The early stalwart of the data center--once the size of "Cape Cod" but now the size of "a refrigerator," according to Cureton--allowed NASA to solve complex computational problems for space flight back in its heyday.
But now the legacy systems--which were known for their security and ability to process bulk data transactions quickly--have been replaced in many cases by smaller, faster and cheaper high-performance Linux and Unix systems that are more scalable and easier to manage.
[ For more background, see Government's 10 Most Powerful Supercomputers. ]
For instance, IBM--the leader in the mainframe market with more than 90% share--now promotes its Blue Gene system for computer modeling and simulations that mainframes previously would help research agencies such as NASA to perform.

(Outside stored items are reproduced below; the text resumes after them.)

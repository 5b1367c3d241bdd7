//! Composition root: configuration, then the participant store.

use std::path::{Path, PathBuf};
use std::sync::Arc;

use anyhow::{Context, Result};
use qweek_core::config::{QweekConfig, StoreBackend};
use qweek_core::participant::ParticipantRepository;
use qweek_infrastructure::{ConfigService, QweekPaths, build_participant_repository};

/// Store settings given on the command line; they win over config and env.
#[derive(Debug, Default, Clone)]
pub struct StoreOverrides {
    pub backend: Option<StoreBackend>,
    pub data_file: Option<PathBuf>,
}

impl StoreOverrides {
    pub fn apply(self, config: &mut QweekConfig) {
        if let Some(backend) = self.backend {
            config.store.backend = backend;
        }
        if let Some(data_file) = self.data_file {
            config.store.file_path = Some(data_file);
        }
    }
}

pub struct AppContext {
    pub config: QweekConfig,
    pub repository: Arc<dyn ParticipantRepository>,
}

pub fn resolve_paths(home: Option<&Path>) -> QweekPaths {
    QweekPaths::new(home)
}

pub fn bootstrap(
    paths: QweekPaths,
    config_path: Option<PathBuf>,
    overrides: StoreOverrides,
) -> Result<AppContext> {
    let config_service = match config_path {
        Some(path) => ConfigService::with_path(path),
        None => ConfigService::new(&paths).context("Failed to resolve config directory")?,
    };

    let mut config = config_service
        .get_config()
        .with_context(|| format!("Failed to load {}", config_service.path().display()))?;
    overrides.apply(&mut config);

    tracing::info!(
        "[Bootstrap] Config loaded from {} (store: {})",
        config_service.path().display(),
        config.store.backend
    );

    let repository = build_participant_repository(&config.store, &paths)
        .context("Failed to set up the participant store")?;

    Ok(AppContext { config, repository })
}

In her post, Cureton waxed nostalgic for the dinosaur of the data center, reminiscing about her work as an early programmer on the mainframe platform in her first job at the NASA Goddard Space Center.
"Back then, I comfortably navigated the world of IBM 360 Assembler language and still remember the much-coveted 'green card' that had all the pearls of information about machine code," Cureton said.
As she pointed out, however, "all things must change," and NASA is no longer in need of the legacy system that helped the agency in the early days of its space program.
That doesn't mean mainframes aren't still a valid computing platform, Cureton added.
"Even though NASA has shut down its last one, there is still a requirement for mainframe capability in many other organizations," she said. "The end-user interfaces are clunky and somewhat inflexible, but the need remains for extremely reliable, secure transaction oriented business applications."
Indeed, although IBM has shifted its HPC focus, its mainframes still support business-critical applications for many Fortune 1000 companies.